Activity. Pull every "derive" line out of the data below.

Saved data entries
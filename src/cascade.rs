// 该文件是 Chewei （车位） 项目的一部分。
// src/cascade.rs - 检测-分类两阶段级联
//
// 本文件根据 Apache 许可证第 2.0 版（以下简称“许可证”）授权使用；
// 除非遵守该许可证条款，否则您不得使用本文件。
// 您可通过以下网址获取许可证副本：
// http://www.apache.org/licenses/LICENSE-2.0
// 除非适用法律要求或书面同意，根据本许可协议分发的软件均按“原样”提供，
// 不附带任何形式的明示或暗示的保证或条件。
// 有关许可权限与限制的具体条款，请参阅本许可协议。
//
// Copyright (C) 2026 Johann Li <me@qinka.pro>, Wareless Group

use image::RgbImage;
use serde::Serialize;
use tracing::{debug, warn};

use crate::{
  config::CascadeConfig,
  crop,
  frame::{CLASSIFIER_INPUT_H, CLASSIFIER_INPUT_W},
  model::{InferenceError, OccupancyClassifier, RegionDetector, check_probability},
  occupancy::{OccupancyStatus, SlotResult, decide},
  output::draw::Draw,
  summary::ImageSummary,
};

/// 单张图像处理中被丢弃的检测计数
#[derive(Debug, Default, Clone, Copy, PartialEq, Eq, Serialize)]
pub struct DropStats {
  /// 检测器输出的区域总数
  pub detections: usize,
  /// 裁剪后面积为零的区域
  pub degenerate: usize,
  /// 分类器输出无效的区域
  pub unclassifiable: usize,
}

impl DropStats {
  pub fn dropped(&self) -> usize {
    self.degenerate + self.unclassifiable
  }
}

/// 单张图像的级联结果
#[derive(Debug, Clone)]
pub struct CascadeOutcome {
  pub annotated: RgbImage,
  /// 按检测器输出顺序排列
  pub slots: Vec<SlotResult>,
  pub occupied: usize,
  pub empty: usize,
}

impl CascadeOutcome {
  pub fn total(&self) -> usize {
    self.occupied + self.empty
  }

  pub fn summary(&self, image_id: &str) -> ImageSummary {
    ImageSummary::new(image_id, self.occupied, self.empty)
  }
}

/// 两阶段级联：每张图像调用一次检测器，每个区域调用一次分类器
///
/// 两个模型只读共享，所有推理调用串行执行。
pub struct Cascade<D, C, const W: u32 = CLASSIFIER_INPUT_W, const H: u32 = CLASSIFIER_INPUT_H> {
  detector: D,
  classifier: C,
  draw: Draw,
}

impl<D, C, const W: u32, const H: u32> Cascade<D, C, W, H>
where
  D: RegionDetector,
  C: OccupancyClassifier<W, H>,
{
  pub fn new(detector: D, classifier: C) -> Self {
    Self {
      detector,
      classifier,
      draw: Draw::default(),
    }
  }

  pub fn with_draw(mut self, draw: Draw) -> Self {
    self.draw = draw;
    self
  }

  pub fn detector(&self) -> &D {
    &self.detector
  }

  pub fn classifier(&self) -> &C {
    &self.classifier
  }

  /// 处理一张图像
  ///
  /// 检测器失败时返回错误；单个区域的裁剪或分类失败只丢弃该区域，并记入 `drops`。
  pub fn process(
    &self,
    image: &RgbImage,
    config: &CascadeConfig,
    drops: &mut DropStats,
  ) -> Result<CascadeOutcome, D::Error> {
    let detections = self.detector.detect(
      image,
      config.detector_confidence,
      config.overlap_threshold,
    )?;
    drops.detections += detections.len();

    if detections.is_empty() {
      debug!("未检测到车位");
    }

    let mut slots = Vec::with_capacity(detections.len());
    let mut occupied = 0usize;
    let mut empty = 0usize;

    for (index, item) in detections.iter().enumerate() {
      let Some((bbox, crop)) = crop::extract::<W, H>(image, &item.bbox) else {
        debug!("区域 {} {} 裁剪后为空, 已丢弃", index, item.bbox);
        drops.degenerate += 1;
        continue;
      };

      let probability = match self
        .classifier
        .classify(&crop)
        .map_err(|e| InferenceError::Backend(e.to_string()))
        .and_then(check_probability)
      {
        Ok(probability) => probability,
        Err(e) => {
          warn!("区域 {} {} 无法分类, 已排除: {}", index, bbox, e);
          drops.unclassifiable += 1;
          continue;
        }
      };

      let status = decide(probability, config.occupancy_threshold);
      match status {
        OccupancyStatus::Occupied => occupied += 1,
        OccupancyStatus::Empty => empty += 1,
      }

      debug!(
        "区域 {} {}: 检测置信度 {:.2}, 占用概率 {:.3} -> {}",
        index, bbox, item.score, probability, status
      );

      slots.push(SlotResult {
        bbox,
        detector_confidence: item.score,
        occupancy_probability: probability,
        status,
      });
    }

    let annotated = self.draw.render(image, &slots);

    Ok(CascadeOutcome {
      annotated,
      slots,
      occupied,
      empty,
    })
  }
}

#[cfg(test)]
mod tests {
  use std::cell::Cell;
  use std::convert::Infallible;

  use image::Rgb;

  use super::*;
  use crate::{
    frame::SlotCrop,
    model::{DetectItem, DetectResult, PixelBox},
  };

  struct FixedDetector {
    items: Vec<DetectItem>,
    calls: Cell<usize>,
  }

  impl FixedDetector {
    fn new(boxes: &[(PixelBox, f32)]) -> Self {
      Self {
        items: boxes
          .iter()
          .map(|&(bbox, score)| DetectItem { score, bbox })
          .collect(),
        calls: Cell::new(0),
      }
    }
  }

  impl RegionDetector for FixedDetector {
    type Error = Infallible;

    fn detect(
      &self,
      _image: &RgbImage,
      confidence_threshold: f32,
      _overlap_threshold: f32,
    ) -> Result<DetectResult, Self::Error> {
      self.calls.set(self.calls.get() + 1);
      Ok(
        self
          .items
          .iter()
          .filter(|item| item.score >= confidence_threshold)
          .copied()
          .collect::<Vec<_>>()
          .into(),
      )
    }
  }

  #[derive(Debug, thiserror::Error)]
  #[error("检测器故障")]
  struct BrokenDetectorError;

  struct BrokenDetector;

  impl RegionDetector for BrokenDetector {
    type Error = BrokenDetectorError;

    fn detect(&self, _: &RgbImage, _: f32, _: f32) -> Result<DetectResult, Self::Error> {
      Err(BrokenDetectorError)
    }
  }

  /// 以裁剪的平均亮度作为占用概率
  struct BrightnessClassifier {
    calls: Cell<usize>,
  }

  impl BrightnessClassifier {
    fn new() -> Self {
      Self {
        calls: Cell::new(0),
      }
    }
  }

  impl<const W: u32, const H: u32> OccupancyClassifier<W, H> for BrightnessClassifier {
    type Error = Infallible;

    fn classify(&self, crop: &SlotCrop<W, H>) -> Result<f32, Self::Error> {
      self.calls.set(self.calls.get() + 1);
      let data = crop.as_nhwc();
      Ok(data.iter().sum::<f32>() / data.len() as f32)
    }
  }

  struct ConstantClassifier(f32);

  impl<const W: u32, const H: u32> OccupancyClassifier<W, H> for ConstantClassifier {
    type Error = Infallible;

    fn classify(&self, _crop: &SlotCrop<W, H>) -> Result<f32, Self::Error> {
      Ok(self.0)
    }
  }

  fn lot_image() -> RgbImage {
    // 左半部分亮（有车），右半部分暗（空位）
    RgbImage::from_fn(640, 480, |x, _| {
      if x < 320 {
        Rgb([240, 240, 240])
      } else {
        Rgb([20, 20, 20])
      }
    })
  }

  #[test]
  fn single_occupied_slot() {
    let image = RgbImage::from_pixel(640, 480, Rgb([128, 128, 128]));
    let cascade: Cascade<_, _> = Cascade::new(
      FixedDetector::new(&[(PixelBox::new(100, 100, 200, 300), 0.9)]),
      ConstantClassifier(0.95),
    );
    let config = CascadeConfig::default().with_occupancy_threshold(0.7);
    let mut drops = DropStats::default();

    let outcome = cascade.process(&image, &config, &mut drops).unwrap();
    assert_eq!(outcome.slots.len(), 1);
    assert_eq!(outcome.slots[0].status, OccupancyStatus::Occupied);
    assert_eq!(outcome.slots[0].bbox, PixelBox::new(100, 100, 200, 300));
    assert_eq!(outcome.slots[0].detector_confidence, 0.9);
    assert_eq!(outcome.summary("lot.png"), ImageSummary::new("lot.png", 1, 0));
    assert_eq!(drops.dropped(), 0);
  }

  #[test]
  fn zero_detections_is_valid() {
    let image = RgbImage::from_pixel(640, 480, Rgb([128, 128, 128]));
    let cascade: Cascade<_, _> = Cascade::new(FixedDetector::new(&[]), ConstantClassifier(0.95));
    let mut drops = DropStats::default();

    let outcome = cascade
      .process(&image, &CascadeConfig::default(), &mut drops)
      .unwrap();
    assert!(outcome.slots.is_empty());
    assert_eq!(outcome.summary("empty.png"), ImageSummary::new("empty.png", 0, 0));
    assert_eq!(outcome.annotated, Draw::default().render(&image, &[]));
    assert_eq!(drops, DropStats::default());
  }

  #[test]
  fn partially_outside_box_is_classified() {
    let image = RgbImage::from_pixel(640, 480, Rgb([128, 128, 128]));
    let cascade: Cascade<_, _> = Cascade::new(
      FixedDetector::new(&[(PixelBox::new(500, 10, 700, 50), 0.8)]),
      ConstantClassifier(0.2),
    );
    let mut drops = DropStats::default();

    let outcome = cascade
      .process(&image, &CascadeConfig::default(), &mut drops)
      .unwrap();
    assert_eq!(outcome.slots.len(), 1);
    assert_eq!(outcome.slots[0].bbox, PixelBox::new(500, 10, 640, 50));
    assert_eq!(outcome.slots[0].status, OccupancyStatus::Empty);
    assert_eq!(outcome.empty, 1);
  }

  #[test]
  fn degenerate_boxes_are_dropped_without_classification() {
    let image = lot_image();
    let classifier = BrightnessClassifier::new();
    let cascade: Cascade<_, _> = Cascade::new(
      FixedDetector::new(&[
        (PixelBox::new(700, 10, 800, 50), 0.9),
        (PixelBox::new(50, 50, 150, 150), 0.9),
        (PixelBox::new(300, 300, 200, 200), 0.9),
      ]),
      classifier,
    );
    let mut drops = DropStats::default();

    let outcome = cascade
      .process(&image, &CascadeConfig::default(), &mut drops)
      .unwrap();
    assert_eq!(outcome.slots.len(), 1);
    assert_eq!(outcome.total(), 1);
    assert_eq!(cascade.classifier().calls.get(), 1);
    assert_eq!(
      drops,
      DropStats {
        detections: 3,
        degenerate: 2,
        unclassifiable: 0
      }
    );
  }

  #[test]
  fn invalid_probabilities_are_excluded_from_counts() {
    let image = lot_image();
    let config = CascadeConfig::default();

    for bad in [f32::NAN, f32::INFINITY, 1.5, -0.2] {
      let cascade: Cascade<_, _> = Cascade::new(
        FixedDetector::new(&[(PixelBox::new(50, 50, 150, 150), 0.9)]),
        ConstantClassifier(bad),
      );
      let mut drops = DropStats::default();
      let outcome = cascade.process(&image, &config, &mut drops).unwrap();

      assert!(outcome.slots.is_empty());
      assert_eq!((outcome.occupied, outcome.empty), (0, 0));
      assert_eq!(drops.unclassifiable, 1);
    }
  }

  #[test]
  fn detector_order_is_preserved() {
    let image = lot_image();
    let boxes = [
      (PixelBox::new(400, 50, 500, 150), 0.5),
      (PixelBox::new(50, 50, 150, 150), 0.95),
      (PixelBox::new(400, 250, 500, 350), 0.7),
    ];
    let cascade: Cascade<_, _> =
      Cascade::new(FixedDetector::new(&boxes), BrightnessClassifier::new());
    let mut drops = DropStats::default();

    let outcome = cascade
      .process(&image, &CascadeConfig::default(), &mut drops)
      .unwrap();
    let got: Vec<PixelBox> = outcome.slots.iter().map(|s| s.bbox).collect();
    let expected: Vec<PixelBox> = boxes.iter().map(|b| b.0).collect();
    assert_eq!(got, expected);

    let statuses: Vec<OccupancyStatus> = outcome.slots.iter().map(|s| s.status).collect();
    assert_eq!(
      statuses,
      vec![
        OccupancyStatus::Empty,
        OccupancyStatus::Occupied,
        OccupancyStatus::Empty
      ]
    );
    assert_eq!((outcome.occupied, outcome.empty), (1, 2));
  }

  #[test]
  fn thresholds_are_passed_per_invocation() {
    let image = lot_image();
    let cascade: Cascade<_, _> = Cascade::new(
      FixedDetector::new(&[
        (PixelBox::new(50, 50, 150, 150), 0.9),
        (PixelBox::new(400, 50, 500, 150), 0.25),
      ]),
      ConstantClassifier(0.8),
    );
    let mut drops = DropStats::default();

    let strict = CascadeConfig::default()
      .with_detector_confidence(0.5)
      .with_occupancy_threshold(0.9);
    let outcome = cascade.process(&image, &strict, &mut drops).unwrap();
    assert_eq!((outcome.occupied, outcome.empty), (0, 1));

    let loose = CascadeConfig::default()
      .with_detector_confidence(0.2)
      .with_occupancy_threshold(0.7);
    let outcome = cascade.process(&image, &loose, &mut drops).unwrap();
    assert_eq!((outcome.occupied, outcome.empty), (2, 0));
    assert_eq!(cascade.detector().calls.get(), 2);
  }

  #[test]
  fn processing_is_idempotent() {
    let image = lot_image();
    let cascade: Cascade<_, _> = Cascade::new(
      FixedDetector::new(&[
        (PixelBox::new(50, 50, 150, 150), 0.9),
        (PixelBox::new(400, 50, 500, 150), 0.8),
        (PixelBox::new(600, 400, 700, 500), 0.6),
      ]),
      BrightnessClassifier::new(),
    );
    let config = CascadeConfig::default();

    let first = cascade
      .process(&image, &config, &mut DropStats::default())
      .unwrap();
    let second = cascade
      .process(&image, &config, &mut DropStats::default())
      .unwrap();
    assert_eq!(first.slots, second.slots);
    assert_eq!(first.annotated, second.annotated);
  }

  #[test]
  fn summary_counts_are_consistent() {
    let image = lot_image();
    let cascade: Cascade<_, _> = Cascade::new(
      FixedDetector::new(&[
        (PixelBox::new(50, 50, 150, 150), 0.9),
        (PixelBox::new(400, 50, 500, 150), 0.8),
        (PixelBox::new(900, 900, 1000, 1000), 0.8),
      ]),
      BrightnessClassifier::new(),
    );
    let outcome = cascade
      .process(&image, &CascadeConfig::default(), &mut DropStats::default())
      .unwrap();

    let summary = outcome.summary("lot.png");
    assert_eq!(summary.total_slots, summary.occupied_count + summary.empty_count);
    assert_eq!(summary.total_slots, outcome.slots.len());
  }

  #[test]
  fn detector_failure_propagates() {
    let image = lot_image();
    let cascade: Cascade<_, _> = Cascade::new(BrokenDetector, ConstantClassifier(0.5));
    let mut drops = DropStats::default();
    assert!(
      cascade
        .process(&image, &CascadeConfig::default(), &mut drops)
        .is_err()
    );
    assert_eq!(drops, DropStats::default());
  }
}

Response area.
#[derive(Debug, Default, Clone, Copy, PartialEq, Eq, Serialize)]
#[derive(Debug, Clone)]
  #[derive(Debug, thiserror::Error)]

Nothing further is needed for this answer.